BOLZANO – Il comune denominatore che le lega è una domanda: Quale storia in comune hanno da raccontare? Storie di giovani donne di varie nazionalità. Tre sono italiane, le altre tre sono una polacca, una bulgara, una macedone. Culture diverse, esperienze diverse, lingue diverse, sei giovani attrici con sentimenti che le accomuna: ognuna di loro ha un trascorso in patria, un conto in sospeso con la propria patria e con i loro padri. Conflitti irrisolti, quesiti esistenziali lasciati aperti. La parola padre ovvero il tema conduttore di un lavoro teatrale che riesce a raccontare esperienze di vita vissuta, esperienze provenienti da regimi comunisti, e come la paura abbia avuto un ruolo predominante nelle persone, e in particolare, nelle sei donne. Padre e Patria, sono due facce della stessa medaglia. Il padre genitore e il padre inteso come la propria terra nativa, la patria in cui uno nasce. La radice semantica accomuna le due parole. Narrazione corale, portata allo spasimo, voci che si affastellano tra di loro, suoni come provenienti da echi lontani.

padre-22_web

Si incrociano destini sconosciuti e raccontano appassionatamente frammenti, aspirazioni, nostalgie, risentimenti in una sorta di costruzione drammaturgica e scenica che predilige un assemblaggio in continua evoluzione, con la traduzione dal vivo della lingua inglese. Vivace è la scena composta da 198 contenitori di plastica per l’acqua disposti a formare un muro trasparente, una parete che si sgretola e si ricompone, potente metafora per dirci cosa è accaduto in quei paesi oltre cortina di cui le cronache testimoniano quanto è accaduto. Tre vengono da nord, le altre tre dal sud Italia. Due mondi parallelamente opposti. Ci pensa il regista Gabriele Vacis a farle conoscere tra di loro e a dirigerle per una produzione dei Cantieri Teatrali Koreja di Lecce. Uno spettacolo capace di analizzare con il giusto disincanto il tema del totalitarismo dei regimi comunisti cui fanno seguito periodi in cui diventava più difficile cercare di darsi dei valori, dei significati di democrazia, in assenza di regole certe e definite. Donne che cercano una loro identità complicata dalla richiesta/presenza/assenza della figura maschile, sempre incombente.

parola-padre

Lo sforzo anche fisico delle sei eccellenti protagoniste Irina Andreeva, Aleksandra Gronowska e Simona Spirovska (vengono dalla Macedonia, Albania e Polonia) e di Anna Chiara Ingrosso, Alessandra Crocco e Maria Rosaria Ponzetta, è notevole, le cui presenze in scena si dilatano e si ricompattano velocemente. Le parole si fanno portavoce di dolori e di rimpianti, carne della loro carne, lontane dalle loro case paterne ma anche materne, il regista ci offre un ritratto di una Europa ricca di contraddizioni raffigurate con azioni sceniche dinamiche e incalzanti.

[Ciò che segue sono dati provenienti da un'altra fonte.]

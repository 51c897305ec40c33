//! Relay/external sentinel [`Source`], spec.md §4.4 "Relay/external mode"
//! and §9 "Offline mode".
//!
//! Performs no I/O at all. It hands the driver a single empty `put` so
//! the store's `initialized()` flips true immediately, then pends
//! forever — the store is assumed to be populated out-of-band, either by
//! a relay process writing directly to a shared backend, or (for offline
//! mode) not at all.

use crate::message::Message;
use crate::source::Source;
use crate::store::Snapshot;
use futures::future::Ready;
use futures::stream::{Chain, Once, Pending};
use std::convert::Infallible;

/// A [`Source`] for deployments where something other than this SDK keeps
/// the store current — a relay proxy writing to a shared persistent
/// store, or offline mode, where the store is expected to stay exactly
/// as the caller pre-populated it.
#[derive(Clone, Copy, Debug, Default)]
pub struct ExternalUpdatesSource;

impl ExternalUpdatesSource {
    pub fn new() -> Self {
        Self
    }
}

impl Source for ExternalUpdatesSource {
    type Error = Infallible;
    type Stream = Chain<Once<Ready<Result<Message, Infallible>>>, Pending<Result<Message, Infallible>>>;

    fn stream(&self) -> Self::Stream {
        let ready = futures::future::ready(Ok(Message::Put(Snapshot::new())));
        futures::stream::once(ready).chain(futures::stream::pending())
    }
}
use super::{clause::Clause, rollout::VariationOrRollout};
use serde::{Deserialize, Serialize};

/// An ordered targeting rule within a [`Flag`](super::flag::Flag).
#[derive(Clone, Debug, Serialize, Deserialize)]
pub struct Rule {
    /// Stable identifier surfaced in `Reason::RuleMatch`, distinct from
    /// the rule's position (which can shift when rules are reordered).
    pub id: String,
    pub clauses: Vec<Clause>,
    #[serde(flatten)]
    pub variation_or_rollout: VariationOrRollout,
    #[serde(rename = "trackEvents", default)]
    pub track_events: bool,
}

/// A segment's own targeting rule. Segments reuse clause matching but
/// additionally support an inline bucketing weight instead of a full
/// [`VariationOrRollout`] (spec.md §4.1 "Segment match").
#[derive(Clone, Debug, Serialize, Deserialize)]
pub struct SegmentRule {
    pub clauses: Vec<Clause>,
    pub weight: Option<u32>,
    #[serde(rename = "bucketBy")]
    pub bucket_by: Option<String>,
}

/// One entry of a flag's target list: `variation -> exact-match user keys`.
#[derive(Clone, Debug, Serialize, Deserialize)]
pub struct Target {
    pub variation: usize,
    pub values: Vec<String>,
}

/// A prerequisite flag reference: this flag only evaluates past `OFF` if
/// the referenced flag is `on` and resolves to `required_variation`.
#[derive(Clone, Debug, Serialize, Deserialize)]
pub struct Prerequisite {
    pub key: String,
    pub variation: usize,
}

Lo spettacolo ha una sua forte caratterizzazione ben congegnato grazie anche all’apporto musicale sempre attento a sottolineare la tensione drammaturgica che si avvale di immagini di repertorio che hanno fatto la storia del Comunismo. Padre perché non sei stato capace di mantenere le tue promesse? L’interrogativo sembra propagarsi come dei cerchi concentrici e lascia al pubblico la libertà di pensare e riflettere. Cade il muro e cadono le barriere. Muri che ancora oggi esistono e dividono. Padri che combattono altri padri, figli che subiscono le conseguenze. Non è possibile cancellare e dimenticare. La parola padre diventa un’occasione per riflettere e assolve al compito che il teatro deve avere sempre presente.

La parola padre

drammaturgia e regia Gabriele Vacis

scenofonia e allestimento Roberto Tarasco

finanziato dal Programma di cooperazione transfontaliero Ipa Adriatico Progetto ArcheoS Teatro Pubblico Pugliese 

Visto al Teatro Comunale di Gries Bolzano nell’ambito della stagione L’arte della diversità Teatro della Ribalta il 17 aprile 2015

Share

Comments are closed.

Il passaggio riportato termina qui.